*** MATERIAL TO PROCESS

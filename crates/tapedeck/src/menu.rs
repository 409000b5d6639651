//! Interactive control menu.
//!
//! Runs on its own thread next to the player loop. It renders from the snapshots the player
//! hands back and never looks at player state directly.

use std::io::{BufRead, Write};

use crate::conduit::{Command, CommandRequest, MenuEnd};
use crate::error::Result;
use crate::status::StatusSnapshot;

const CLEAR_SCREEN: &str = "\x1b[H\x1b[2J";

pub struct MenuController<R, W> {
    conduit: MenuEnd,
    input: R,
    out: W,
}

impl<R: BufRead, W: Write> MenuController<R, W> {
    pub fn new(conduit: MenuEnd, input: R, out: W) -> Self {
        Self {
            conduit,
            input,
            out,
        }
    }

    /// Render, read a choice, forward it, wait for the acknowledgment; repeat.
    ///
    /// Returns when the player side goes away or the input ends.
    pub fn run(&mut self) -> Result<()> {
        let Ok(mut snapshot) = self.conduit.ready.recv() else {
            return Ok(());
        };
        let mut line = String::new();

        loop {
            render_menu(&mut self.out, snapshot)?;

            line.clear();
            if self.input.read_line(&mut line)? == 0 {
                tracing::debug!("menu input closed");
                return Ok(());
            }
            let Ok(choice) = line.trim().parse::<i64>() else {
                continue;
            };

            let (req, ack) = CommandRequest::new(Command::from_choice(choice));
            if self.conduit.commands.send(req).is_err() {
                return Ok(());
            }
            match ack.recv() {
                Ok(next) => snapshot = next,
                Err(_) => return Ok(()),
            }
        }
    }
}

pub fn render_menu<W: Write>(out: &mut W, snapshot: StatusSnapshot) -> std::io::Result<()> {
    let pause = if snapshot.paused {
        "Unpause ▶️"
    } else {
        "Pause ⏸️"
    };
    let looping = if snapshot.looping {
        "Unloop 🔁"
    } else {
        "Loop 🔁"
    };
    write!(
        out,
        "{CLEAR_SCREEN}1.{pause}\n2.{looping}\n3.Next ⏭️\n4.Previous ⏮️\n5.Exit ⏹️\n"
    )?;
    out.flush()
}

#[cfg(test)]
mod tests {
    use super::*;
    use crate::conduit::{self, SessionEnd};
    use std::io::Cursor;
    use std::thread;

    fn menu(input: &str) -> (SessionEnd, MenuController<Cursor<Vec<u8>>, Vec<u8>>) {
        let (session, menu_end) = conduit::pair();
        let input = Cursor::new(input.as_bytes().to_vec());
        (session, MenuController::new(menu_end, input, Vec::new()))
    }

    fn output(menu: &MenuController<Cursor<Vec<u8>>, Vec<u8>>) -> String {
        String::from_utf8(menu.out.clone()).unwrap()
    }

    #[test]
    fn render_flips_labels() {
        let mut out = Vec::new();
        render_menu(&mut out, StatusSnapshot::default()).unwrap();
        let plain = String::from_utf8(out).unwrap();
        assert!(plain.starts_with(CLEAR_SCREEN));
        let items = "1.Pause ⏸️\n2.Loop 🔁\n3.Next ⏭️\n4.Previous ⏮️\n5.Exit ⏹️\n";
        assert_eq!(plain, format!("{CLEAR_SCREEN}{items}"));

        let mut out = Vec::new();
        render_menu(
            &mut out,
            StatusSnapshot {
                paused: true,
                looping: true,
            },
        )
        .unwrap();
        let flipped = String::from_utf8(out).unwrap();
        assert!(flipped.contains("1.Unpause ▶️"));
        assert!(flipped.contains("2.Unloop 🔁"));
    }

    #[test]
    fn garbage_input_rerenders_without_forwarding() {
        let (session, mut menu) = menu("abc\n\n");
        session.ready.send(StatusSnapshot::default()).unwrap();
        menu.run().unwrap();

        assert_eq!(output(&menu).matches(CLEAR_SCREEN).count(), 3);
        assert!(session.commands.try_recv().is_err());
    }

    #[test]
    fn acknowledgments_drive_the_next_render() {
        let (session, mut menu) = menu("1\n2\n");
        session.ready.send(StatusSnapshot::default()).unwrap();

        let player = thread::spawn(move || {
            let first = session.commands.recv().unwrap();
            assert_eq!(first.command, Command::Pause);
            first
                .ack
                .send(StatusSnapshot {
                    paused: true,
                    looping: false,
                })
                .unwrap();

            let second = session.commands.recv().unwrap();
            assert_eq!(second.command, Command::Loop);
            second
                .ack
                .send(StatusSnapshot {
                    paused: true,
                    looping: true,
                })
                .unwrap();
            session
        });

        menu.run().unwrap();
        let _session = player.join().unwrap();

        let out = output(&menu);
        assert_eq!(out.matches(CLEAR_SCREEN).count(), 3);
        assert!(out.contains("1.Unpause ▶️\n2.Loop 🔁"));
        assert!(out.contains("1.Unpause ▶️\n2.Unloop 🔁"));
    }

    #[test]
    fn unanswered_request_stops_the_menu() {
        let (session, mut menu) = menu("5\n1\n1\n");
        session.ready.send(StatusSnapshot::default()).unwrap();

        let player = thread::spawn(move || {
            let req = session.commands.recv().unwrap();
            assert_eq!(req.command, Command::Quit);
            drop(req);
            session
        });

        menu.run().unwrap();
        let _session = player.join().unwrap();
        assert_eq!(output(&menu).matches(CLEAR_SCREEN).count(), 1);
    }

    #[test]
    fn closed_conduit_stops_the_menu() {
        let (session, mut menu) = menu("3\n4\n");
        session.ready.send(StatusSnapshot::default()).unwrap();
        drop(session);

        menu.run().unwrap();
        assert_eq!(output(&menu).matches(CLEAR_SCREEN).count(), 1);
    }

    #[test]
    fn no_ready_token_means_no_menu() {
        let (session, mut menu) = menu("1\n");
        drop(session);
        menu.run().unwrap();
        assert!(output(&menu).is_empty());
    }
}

******
*** MATERIAL TO PROCESS

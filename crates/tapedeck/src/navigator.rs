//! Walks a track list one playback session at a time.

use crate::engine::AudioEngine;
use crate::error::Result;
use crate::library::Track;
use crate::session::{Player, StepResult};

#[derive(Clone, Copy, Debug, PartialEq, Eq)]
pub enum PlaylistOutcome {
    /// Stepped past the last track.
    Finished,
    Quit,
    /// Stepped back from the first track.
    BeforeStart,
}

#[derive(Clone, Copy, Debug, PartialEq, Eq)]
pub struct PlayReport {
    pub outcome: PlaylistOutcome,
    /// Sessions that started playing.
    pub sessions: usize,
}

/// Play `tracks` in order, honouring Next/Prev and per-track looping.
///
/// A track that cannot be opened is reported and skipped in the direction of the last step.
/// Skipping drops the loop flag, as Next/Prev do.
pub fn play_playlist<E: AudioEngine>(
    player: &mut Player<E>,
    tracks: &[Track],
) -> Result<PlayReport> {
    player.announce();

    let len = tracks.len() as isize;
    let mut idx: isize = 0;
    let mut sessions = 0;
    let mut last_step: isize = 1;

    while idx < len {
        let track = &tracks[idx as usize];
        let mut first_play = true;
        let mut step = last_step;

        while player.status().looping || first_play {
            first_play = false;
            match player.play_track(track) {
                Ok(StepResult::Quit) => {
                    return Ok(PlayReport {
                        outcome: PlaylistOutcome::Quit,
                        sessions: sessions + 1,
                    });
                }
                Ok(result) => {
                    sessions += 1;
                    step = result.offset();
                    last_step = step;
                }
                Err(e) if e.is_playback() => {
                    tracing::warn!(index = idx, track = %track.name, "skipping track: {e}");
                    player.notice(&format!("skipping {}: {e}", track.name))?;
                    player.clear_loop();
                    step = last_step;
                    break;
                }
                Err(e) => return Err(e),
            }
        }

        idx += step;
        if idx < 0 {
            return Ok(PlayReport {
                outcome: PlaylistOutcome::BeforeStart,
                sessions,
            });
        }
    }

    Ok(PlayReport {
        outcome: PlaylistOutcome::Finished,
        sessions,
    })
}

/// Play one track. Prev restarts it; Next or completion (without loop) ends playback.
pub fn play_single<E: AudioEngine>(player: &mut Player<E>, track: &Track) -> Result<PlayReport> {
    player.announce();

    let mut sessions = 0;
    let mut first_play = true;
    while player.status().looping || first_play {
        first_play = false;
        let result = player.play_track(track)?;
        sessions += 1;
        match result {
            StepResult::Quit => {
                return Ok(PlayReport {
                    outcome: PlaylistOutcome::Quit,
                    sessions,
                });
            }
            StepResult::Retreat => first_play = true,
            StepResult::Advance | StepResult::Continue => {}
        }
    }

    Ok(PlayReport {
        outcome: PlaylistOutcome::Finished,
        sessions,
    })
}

******

**WHAT IS NEEDED:**
Determine how many lines of the data above hold the word "format". Output that number only.

**SOLUTION TO THE PROBLEM:**
2